# Old School JBL Gti1200 Question...



## legend94 (Mar 15, 2006)

Whats the deal with some of them having four mounting holes and some having eight?
It seems that the first ones that I listened to had just the four, and the later ones had eight.
The changes seems logical, but I wondered if there were any other differences.


----------



## ca90ss (Jul 2, 2005)

I noticed on mine that the foam around the edge covered 4 of the holes. I took a razor blade and cut the foam so I could use all 8 mounting holes


----------



## bassfromspace (Jun 28, 2016)

Don't talk to him legend. He hates the Cowboys.


----------



## ca90ss (Jul 2, 2005)

bassfromspace said:


> Don't talk to him legend. He hates the Cowboys.

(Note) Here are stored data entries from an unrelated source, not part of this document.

//! Evaluation Context
//!
//! The context stack tracks which derivation or effect is currently
//! running. This enables automatic dependency tracking: when a signal or
//! derivation is read, the read is recorded against the node on top of the
//! stack.
//!
//! # Implementation
//!
//! Each session owns one stack. When a node starts evaluating we push a
//! frame for it; every tracked read appends to the top frame; when the
//! evaluation completes the frame is popped and its reads become the node's
//! new dependency set.
//!
//! Nested frames are the normal case: an effect reads a derivation, which
//! pushes its own frame while it recomputes.

use smallvec::SmallVec;

use crate::graph::{InvalidationEngine, NodeId, NodeKind, NodeState};

use super::session::Inner;

/// Reads recorded by one frame.
pub(crate) type Reads = SmallVec<[NodeId; 8]>;

/// An entry in the context stack.
#[derive(Debug)]
pub(crate) struct Frame {
    node: NodeId,
    kind: NodeKind,
    reads: Reads,
}

/// Stack of in-flight evaluations for one session.
#[derive(Debug, Default)]
pub(crate) struct ContextStack {
    frames: Vec<Frame>,
}

impl ContextStack {
    pub fn push(&mut self, node: NodeId, kind: NodeKind) {
        self.frames.push(Frame {
            node,
            kind,
            reads: SmallVec::new(),
        });
    }

    /// Pop the frame for `node`, returning its reads.
    ///
    /// Returns `None` when the top frame belongs to another node.
    pub fn pop(&mut self, node: NodeId) -> Option<Reads> {
        match self.frames.last() {
            Some(top) if top.node == node => self.frames.pop().map(|f| f.reads),
            _ => None,
        }
    }

    /// Record a read against the running evaluation, if any.
    pub fn record(&mut self, node: NodeId) {
        if let Some(top) = self.frames.last_mut() {
            if !top.reads.contains(&node) {
                top.reads.push(node);
            }
        }
    }

    /// Kind of the node currently evaluating.
    pub fn current_kind(&self) -> Option<NodeKind> {
        self.frames.last().map(|f| f.kind)
    }

    pub fn current(&self) -> Option<NodeId> {
        self.frames.last().map(|f| f.node)
    }

    /// Evaluation path from the frame of `reentered` up to the top, closed
    /// with `reentered` itself.
    pub fn cycle_path(&self, reentered: NodeId, graph: &InvalidationEngine) -> Vec<String> {
        let start = self
            .frames
            .iter()
            .position(|f| f.node == reentered)
            .unwrap_or(0);
        self.frames[start..]
            .iter()
            .map(|f| graph.name(f.node).to_string())
            .chain(std::iter::once(graph.name(reentered).to_string()))
            .collect()
    }
}

/// Guard that pops an evaluation frame.
///
/// [`ContextGuard::finish`] is the normal exit. If the guard is dropped
/// without finishing (the evaluation unwound), the frame is still popped and
/// the node leaves the `Computing` state so it can be evaluated again.
pub(crate) struct ContextGuard<'a> {
    inner: &'a Inner,
    node: NodeId,
    kind: NodeKind,
    finished: bool,
}

impl<'a> ContextGuard<'a> {
    /// Push a frame for `node` and mark it computing.
    pub fn enter(inner: &'a Inner, node: NodeId, kind: NodeKind) -> Self {
        {
            let mut state = inner.state.lock();
            state.engine.set_state(node, NodeState::Computing);
            state.context.push(node, kind);
        }
        Self {
            inner,
            node,
            kind,
            finished: false,
        }
    }

    /// Pop the frame and return the reads recorded while it was on top.
    pub fn finish(mut self) -> Reads {
        self.finished = true;
        self.inner
            .state
            .lock()
            .context
            .pop(self.node)
            .unwrap_or_default()
    }
}

impl Drop for ContextGuard<'_> {
    fn drop(&mut self) {
        if self.finished {
            return;
        }
        let mut state = self.inner.state.lock();
        state.context.pop(self.node);
        if state.engine.state(self.node) == NodeState::Computing {
            let reset = match self.kind {
                NodeKind::Derivation => NodeState::Dirty,
                _ => NodeState::Clean,
            };
            state.engine.set_state(self.node, reset);
        }
    }
}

Hate isn't a strong enough word for how I feel about the Cowboys


----------



## bassfromspace (Jun 28, 2016)

ca90ss said:


> Hate isn't a strong enough word for how I feel about the Cowboys


LOL


----------



## legend94 (Mar 15, 2006)

bassfromspace said:


> Don't talk to him legend. He hates the Cowboys.


oh yeah!
better never buy or sell to him either


----------



## ca90ss (Jul 2, 2005)

legend94 said:


> oh yeah!
> better never buy or sell to him either


I'll remember that if I ever decide to sell my GTi


----------



## legend94 (Mar 15, 2006)

ca90ss said:


> I'll remember that if I ever decide to sell my GTi


money talks..... 

this thread went to ****  

anyone know the answer?

300z? chad?


----------



## 300Z (Mar 20, 2005)

I don't remember ever seeing a 1200GTi with 8 mounting holes... But it's been a long time since I seen one...


----------